-- The problem --
Find "let console_layer = tracing_subscriber::fmt::layer()" in the records that follow; print that line and each subsequent line through the last one, verbatim and with nothing added.

-- Provided material --
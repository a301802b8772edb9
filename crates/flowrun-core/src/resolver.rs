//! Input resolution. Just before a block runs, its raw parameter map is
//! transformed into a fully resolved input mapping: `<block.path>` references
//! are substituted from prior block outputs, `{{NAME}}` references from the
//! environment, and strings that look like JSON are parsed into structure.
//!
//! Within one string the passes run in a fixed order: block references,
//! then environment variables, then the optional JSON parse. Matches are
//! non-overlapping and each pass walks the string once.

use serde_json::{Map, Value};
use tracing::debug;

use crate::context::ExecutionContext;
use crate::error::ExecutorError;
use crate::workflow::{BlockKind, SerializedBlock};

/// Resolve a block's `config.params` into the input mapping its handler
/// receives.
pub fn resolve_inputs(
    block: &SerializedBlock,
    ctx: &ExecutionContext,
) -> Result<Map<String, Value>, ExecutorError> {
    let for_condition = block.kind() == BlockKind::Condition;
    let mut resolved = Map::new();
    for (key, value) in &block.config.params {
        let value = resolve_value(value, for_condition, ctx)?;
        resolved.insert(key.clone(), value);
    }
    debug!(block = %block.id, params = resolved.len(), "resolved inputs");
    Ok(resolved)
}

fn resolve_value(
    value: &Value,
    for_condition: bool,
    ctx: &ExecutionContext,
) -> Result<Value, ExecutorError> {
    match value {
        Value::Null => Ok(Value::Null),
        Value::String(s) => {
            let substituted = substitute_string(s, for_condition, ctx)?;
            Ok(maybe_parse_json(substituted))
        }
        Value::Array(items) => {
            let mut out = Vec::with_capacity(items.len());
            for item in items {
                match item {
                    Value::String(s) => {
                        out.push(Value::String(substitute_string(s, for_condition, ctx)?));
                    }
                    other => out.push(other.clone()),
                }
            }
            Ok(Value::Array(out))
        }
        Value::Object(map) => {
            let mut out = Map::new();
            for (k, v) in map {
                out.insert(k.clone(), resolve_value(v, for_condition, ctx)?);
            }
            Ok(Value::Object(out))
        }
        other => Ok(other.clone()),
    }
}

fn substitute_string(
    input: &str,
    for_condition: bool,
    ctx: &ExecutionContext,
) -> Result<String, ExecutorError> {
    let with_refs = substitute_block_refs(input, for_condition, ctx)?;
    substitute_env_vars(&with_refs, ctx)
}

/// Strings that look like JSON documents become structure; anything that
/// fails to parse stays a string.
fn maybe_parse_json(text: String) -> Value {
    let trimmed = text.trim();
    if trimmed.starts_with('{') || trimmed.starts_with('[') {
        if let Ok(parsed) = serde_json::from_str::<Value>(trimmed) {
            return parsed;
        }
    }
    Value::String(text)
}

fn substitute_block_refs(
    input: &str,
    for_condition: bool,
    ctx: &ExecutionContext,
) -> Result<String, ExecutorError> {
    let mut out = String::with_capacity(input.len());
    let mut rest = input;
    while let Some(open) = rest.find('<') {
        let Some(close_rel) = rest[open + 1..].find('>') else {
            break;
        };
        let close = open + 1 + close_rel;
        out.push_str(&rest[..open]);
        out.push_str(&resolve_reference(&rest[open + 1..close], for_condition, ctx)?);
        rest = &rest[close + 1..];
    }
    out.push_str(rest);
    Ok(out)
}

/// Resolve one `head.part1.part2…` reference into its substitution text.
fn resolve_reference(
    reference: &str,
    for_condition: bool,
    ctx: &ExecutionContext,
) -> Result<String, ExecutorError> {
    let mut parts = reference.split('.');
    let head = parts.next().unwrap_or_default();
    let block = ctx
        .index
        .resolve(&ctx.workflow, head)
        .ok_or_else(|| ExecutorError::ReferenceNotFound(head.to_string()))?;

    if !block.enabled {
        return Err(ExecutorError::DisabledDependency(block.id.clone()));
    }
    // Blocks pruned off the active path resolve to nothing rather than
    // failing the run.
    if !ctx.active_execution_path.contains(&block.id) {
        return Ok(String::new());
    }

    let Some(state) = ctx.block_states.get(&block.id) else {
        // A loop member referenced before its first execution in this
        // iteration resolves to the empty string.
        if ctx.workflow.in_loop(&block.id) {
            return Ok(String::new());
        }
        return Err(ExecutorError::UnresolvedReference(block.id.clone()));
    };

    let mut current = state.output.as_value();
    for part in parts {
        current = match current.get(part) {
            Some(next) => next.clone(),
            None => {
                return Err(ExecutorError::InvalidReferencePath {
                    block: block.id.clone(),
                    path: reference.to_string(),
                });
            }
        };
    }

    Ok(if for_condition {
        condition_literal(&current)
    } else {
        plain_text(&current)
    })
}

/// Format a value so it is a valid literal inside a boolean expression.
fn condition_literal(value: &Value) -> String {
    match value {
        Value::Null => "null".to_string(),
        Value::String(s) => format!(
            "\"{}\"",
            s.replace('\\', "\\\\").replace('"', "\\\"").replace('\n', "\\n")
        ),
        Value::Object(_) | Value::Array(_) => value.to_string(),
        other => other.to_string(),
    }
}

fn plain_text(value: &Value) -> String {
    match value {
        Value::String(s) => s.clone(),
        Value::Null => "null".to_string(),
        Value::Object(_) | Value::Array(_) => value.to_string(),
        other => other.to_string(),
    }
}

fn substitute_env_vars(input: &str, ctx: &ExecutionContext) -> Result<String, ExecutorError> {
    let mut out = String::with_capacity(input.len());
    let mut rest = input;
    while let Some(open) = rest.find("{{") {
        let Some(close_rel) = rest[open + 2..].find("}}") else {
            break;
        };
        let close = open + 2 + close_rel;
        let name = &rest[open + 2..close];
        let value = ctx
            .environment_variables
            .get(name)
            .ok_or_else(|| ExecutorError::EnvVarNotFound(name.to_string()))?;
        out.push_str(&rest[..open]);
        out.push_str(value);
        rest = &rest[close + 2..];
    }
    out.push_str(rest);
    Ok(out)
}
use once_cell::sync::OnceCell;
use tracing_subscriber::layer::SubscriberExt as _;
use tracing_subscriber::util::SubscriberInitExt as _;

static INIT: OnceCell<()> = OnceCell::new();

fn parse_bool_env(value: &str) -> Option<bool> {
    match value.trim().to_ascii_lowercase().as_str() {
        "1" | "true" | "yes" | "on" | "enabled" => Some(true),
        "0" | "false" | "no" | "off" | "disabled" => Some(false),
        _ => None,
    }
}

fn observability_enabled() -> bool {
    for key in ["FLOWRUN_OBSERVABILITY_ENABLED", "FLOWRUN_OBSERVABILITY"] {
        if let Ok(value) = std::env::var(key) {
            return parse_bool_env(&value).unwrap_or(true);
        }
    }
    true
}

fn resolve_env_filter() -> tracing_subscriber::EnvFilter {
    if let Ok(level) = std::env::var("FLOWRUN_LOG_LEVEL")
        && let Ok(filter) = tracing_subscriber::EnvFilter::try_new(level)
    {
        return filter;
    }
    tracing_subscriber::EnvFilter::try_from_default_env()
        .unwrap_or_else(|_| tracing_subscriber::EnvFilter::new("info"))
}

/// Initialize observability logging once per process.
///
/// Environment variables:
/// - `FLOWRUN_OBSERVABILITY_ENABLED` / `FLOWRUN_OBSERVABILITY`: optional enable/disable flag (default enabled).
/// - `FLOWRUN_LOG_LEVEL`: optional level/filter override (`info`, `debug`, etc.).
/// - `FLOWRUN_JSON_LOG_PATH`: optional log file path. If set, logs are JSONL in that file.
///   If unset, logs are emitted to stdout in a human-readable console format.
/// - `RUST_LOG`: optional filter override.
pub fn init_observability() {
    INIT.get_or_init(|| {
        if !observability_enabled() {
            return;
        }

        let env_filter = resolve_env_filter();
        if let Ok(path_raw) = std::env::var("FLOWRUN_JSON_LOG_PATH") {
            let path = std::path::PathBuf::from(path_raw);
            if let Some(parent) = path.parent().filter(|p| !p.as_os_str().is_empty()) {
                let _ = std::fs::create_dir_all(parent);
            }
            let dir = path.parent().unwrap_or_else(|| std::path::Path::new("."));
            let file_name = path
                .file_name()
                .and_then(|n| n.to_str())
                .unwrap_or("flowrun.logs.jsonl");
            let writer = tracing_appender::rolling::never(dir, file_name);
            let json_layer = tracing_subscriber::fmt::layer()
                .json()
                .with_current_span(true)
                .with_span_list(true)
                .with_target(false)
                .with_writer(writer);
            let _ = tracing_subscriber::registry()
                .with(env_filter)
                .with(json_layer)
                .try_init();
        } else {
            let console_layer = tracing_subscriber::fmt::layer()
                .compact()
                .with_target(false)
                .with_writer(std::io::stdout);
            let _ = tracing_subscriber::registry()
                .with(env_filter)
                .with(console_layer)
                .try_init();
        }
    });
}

-- Answer below --
            let console_layer = tracing_subscriber::fmt::layer()
                .compact()
                .with_target(false)
                .with_writer(std::io::stdout);
            let _ = tracing_subscriber::registry()
                .with(env_filter)
                .with(console_layer)
                .try_init();
        }
    });
}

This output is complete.